The viral universe is nearly as old as the planet. Many scientists say that viruses sprang up with the first living cells on Earth some four billion years ago and, perhaps, even pre-date them. Viruses have no ribosomes, the protein fabrication department of cells that keeps cells alive. Instead,  the tricky viruses reproduce and stay alive by re-programing host cell ribosomes through genetic mimicry to produce what they cannot: proteins and especially capsid, a protein that protects the virus and allows it to slip into new cellular worlds undetected.

Some scientists suggest that viruses are not life forms but merely tiny blobs of protein and nucleic acid, unable to reproduce themselves, stuck in a no-mans-land between life and non-life. But the fact that they are able to commandeer cells and have been found in nearly all forms of life suggest that if they are not life, they are highly evolved forms of genetic information and may be the seminal bio-chemical mechanism that launched the self-sustaining properties of life.

 Luis P. Villarreal, PhD.,  former director of the Center for Virus Research at the University of California, Irvine, designated the virus  a new status : “the world’s leading source of genetic innovation.”

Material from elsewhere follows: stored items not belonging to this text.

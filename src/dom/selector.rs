use crate::dom::document::Document;
use crate::dom::node::NodeId;
use crate::error::GarlicError;

// ============================================================================
// Selector subset: comma-separated compound selectors without combinators.
//   tag, *, #id, .class, [attr], [attr=value], [attr="value"]
// ============================================================================

#[derive(Debug, Clone, PartialEq)]
pub struct Selector {
    pub alternatives: Vec<Compound>,
}

#[derive(Debug, Clone, PartialEq, Default)]
pub struct Compound {
    pub tag: Option<String>,
    pub id: Option<String>,
    pub classes: Vec<String>,
    pub attrs: Vec<AttrMatch>,
}

#[derive(Debug, Clone, PartialEq)]
pub struct AttrMatch {
    pub name: String,
    pub value: Option<String>,
}

impl Selector {
    pub fn parse(input: &str) -> Result<Self, GarlicError> {
        let alternatives = input
            .split(',')
            .map(|part| parse_compound(part.trim()))
            .collect::<Result<Vec<_>, _>>()?;

        if alternatives.is_empty() {
            return Err(GarlicError::Selector(format!("empty selector '{}'", input)));
        }

        Ok(Selector { alternatives })
    }

    pub fn matches(&self, doc: &Document, id: NodeId) -> bool {
        let Some(node) = doc.node(id) else {
            return false;
        };

        self.alternatives.iter().any(|c| {
            let tag_ok = c.tag.as_deref().map_or(true, |t| t == node.tag);
            let id_ok = c.id.as_deref().map_or(true, |i| node.attr("id") == Some(i));
            let class_ok = c.classes.iter().all(|class| {
                node.attr("class")
                    .map(|list| list.split_whitespace().any(|token| token == class))
                    .unwrap_or(false)
            });
            let attrs_ok = c.attrs.iter().all(|a| match (&a.value, node.attr(&a.name)) {
                (None, found) => found.is_some(),
                (Some(expected), Some(found)) => expected == found,
                (Some(_), None) => false,
            });

            tag_ok && id_ok && class_ok && attrs_ok
        })
    }
}

fn parse_compound(input: &str) -> Result<Compound, GarlicError> {
    if input.is_empty() {
        return Err(GarlicError::Selector("empty compound selector".into()));
    }
    if input.contains(|c: char| c.is_whitespace() || c == '>' || c == '+' || c == '~') {
        return Err(GarlicError::Selector(format!(
            "combinators are not supported: '{}'",
            input
        )));
    }

    let mut compound = Compound::default();
    let mut rest = input;

    let tag_end = rest.find(['#', '.', '[']).unwrap_or(rest.len());
    let tag = &rest[..tag_end];
    if !tag.is_empty() && tag != "*" {
        compound.tag = Some(tag.to_lowercase());
    }
    rest = &rest[tag_end..];

    while let Some(first) = rest.chars().next() {
        match first {
            '#' | '.' => {
                let end = rest[1..]
                    .find(['#', '.', '['])
                    .map(|i| i + 1)
                    .unwrap_or(rest.len());
                let ident = &rest[1..end];
                if ident.is_empty() {
                    return Err(GarlicError::Selector(format!("missing name after '{}'", first)));
                }
                if first == '#' {
                    compound.id = Some(ident.to_string());
                } else {
                    compound.classes.push(ident.to_string());
                }
                rest = &rest[end..];
            }
            '[' => {
                let close = rest
                    .find(']')
                    .ok_or_else(|| GarlicError::Selector(format!("unclosed '[' in '{}'", input)))?;
                compound.attrs.push(parse_attr(&rest[1..close])?);
                rest = &rest[close + 1..];
            }
            other => {
                return Err(GarlicError::Selector(format!(
                    "unexpected '{}' in '{}'",
                    other, input
                )));
            }
        }
    }

    Ok(compound)
}

fn parse_attr(body: &str) -> Result<AttrMatch, GarlicError> {
    match body.split_once('=') {
        None => {
            let name = body.trim();
            if name.is_empty() {
                return Err(GarlicError::Selector("empty attribute name".into()));
            }
            Ok(AttrMatch {
                name: name.to_lowercase(),
                value: None,
            })
        }
        Some((name, value)) => {
            let name = name.trim();
            if name.is_empty() {
                return Err(GarlicError::Selector("empty attribute name".into()));
            }
            let value = value.trim().trim_matches(|c| c == '"' || c == '\'');
            Ok(AttrMatch {
                name: name.to_lowercase(),
                value: Some(value.to_string()),
            })
        }
    }
}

 Viruses provide researchers with “a real-time example of evolution in action,” says Villareal. He further explains this groundbreaking concept in the following excerpt from “Are Viruses Alive?” published in the Scientific American in August 2008.

Most known viruses are persistent and innocuous, not pathogenic. They take up residence in cells, where they may remain dormant for long periods or take advantage of the cells’ replication apparatus to reproduce at a slow and steady rate. These viruses have developed many clever ways to avoid detection by the host immune system— essentially every step in the immune process can be altered or controlled by various genes found in one virus or another.

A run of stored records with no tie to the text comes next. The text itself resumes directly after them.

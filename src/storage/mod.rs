pub mod backend;
pub mod file;
pub mod store;
use std::fmt;

#[derive(Debug)]
pub enum GarlicError {
    /// Reading or writing a store file failed
    StoreIo { path: String, source: std::io::Error },

    /// The backing store reported itself unavailable
    StoreUnavailable,

    /// A store operation reported failure
    Store(String),

    /// JSON parsing failed (document snapshot or store file)
    JsonParse { context: String, source: serde_json::Error },

    /// JSON serialization failed (store file or trace event)
    JsonSerialize { context: String, source: serde_json::Error },

    /// YAML parsing failed (replay script)
    YamlParse { context: String, source: serde_yaml::Error },

    /// Fetching a document snapshot over HTTP failed
    DocumentFetch { url: String, source: reqwest::Error },

    /// Reading a document snapshot from disk failed
    DocumentRead { path: String, source: std::io::Error },

    /// The field has no stable structural identity
    UnresolvablePath(String),

    /// A node id does not belong to the document
    UnknownNode(usize),

    /// A selector string could not be parsed
    Selector(String),

    /// A replay script step could not be executed
    Script(String),
}

impl fmt::Display for GarlicError {
    fn fmt(&self, f: &mut fmt::Formatter<'_>) -> fmt::Result {
        match self {
            GarlicError::StoreIo { path, source } => {
                write!(f, "Store I/O error on '{}': {}", path, source)
            }
            GarlicError::StoreUnavailable => write!(f, "Backing store is unavailable"),
            GarlicError::Store(msg) => write!(f, "Store operation failed: {}", msg),
            GarlicError::JsonParse { context, source } => {
                write!(f, "JSON parse error ({}): {}", context, source)
            }
            GarlicError::JsonSerialize { context, source } => {
                write!(f, "JSON serialize error ({}): {}", context, source)
            }
            GarlicError::YamlParse { context, source } => {
                write!(f, "YAML parse error ({}): {}", context, source)
            }
            GarlicError::DocumentFetch { url, source } => {
                write!(f, "Failed to fetch document from {}: {}", url, source)
            }
            GarlicError::DocumentRead { path, source } => {
                write!(f, "Failed to read document '{}': {}", path, source)
            }
            GarlicError::UnresolvablePath(msg) => write!(f, "Unresolvable path: {}", msg),
            GarlicError::UnknownNode(id) => write!(f, "Node #{} is not part of the document", id),
            GarlicError::Selector(msg) => write!(f, "Malformed selector: {}", msg),
            GarlicError::Script(msg) => write!(f, "Script step failed: {}", msg),
        }
    }
}

impl std::error::Error for GarlicError {
    fn source(&self) -> Option<&(dyn std::error::Error + 'static)> {
        match self {
            GarlicError::StoreIo { source, .. } => Some(source),
            GarlicError::JsonParse { source, .. } => Some(source),
            GarlicError::JsonSerialize { source, .. } => Some(source),
            GarlicError::YamlParse { source, .. } => Some(source),
            GarlicError::DocumentFetch { source, .. } => Some(source),
            GarlicError::DocumentRead { source, .. } => Some(source),
            _ => None,
        }
    }
}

The huge population of viruses, combined with their rapid rates of replication and mutation, makes them the world’s leading source of genetic innovation: they constantly ‘invent’ new genes. And unique genes of viral origin may travel, finding their way into other organisms and contributing to evolutionary change. From single-celled organisms to human populations, viruses affect all life on earth, often determining what will survive. New viruses, such as the AIDS-causing HIV-1, may be the only biological entities that researchers can actually witness come into being, providing a real-time example of evolution in action.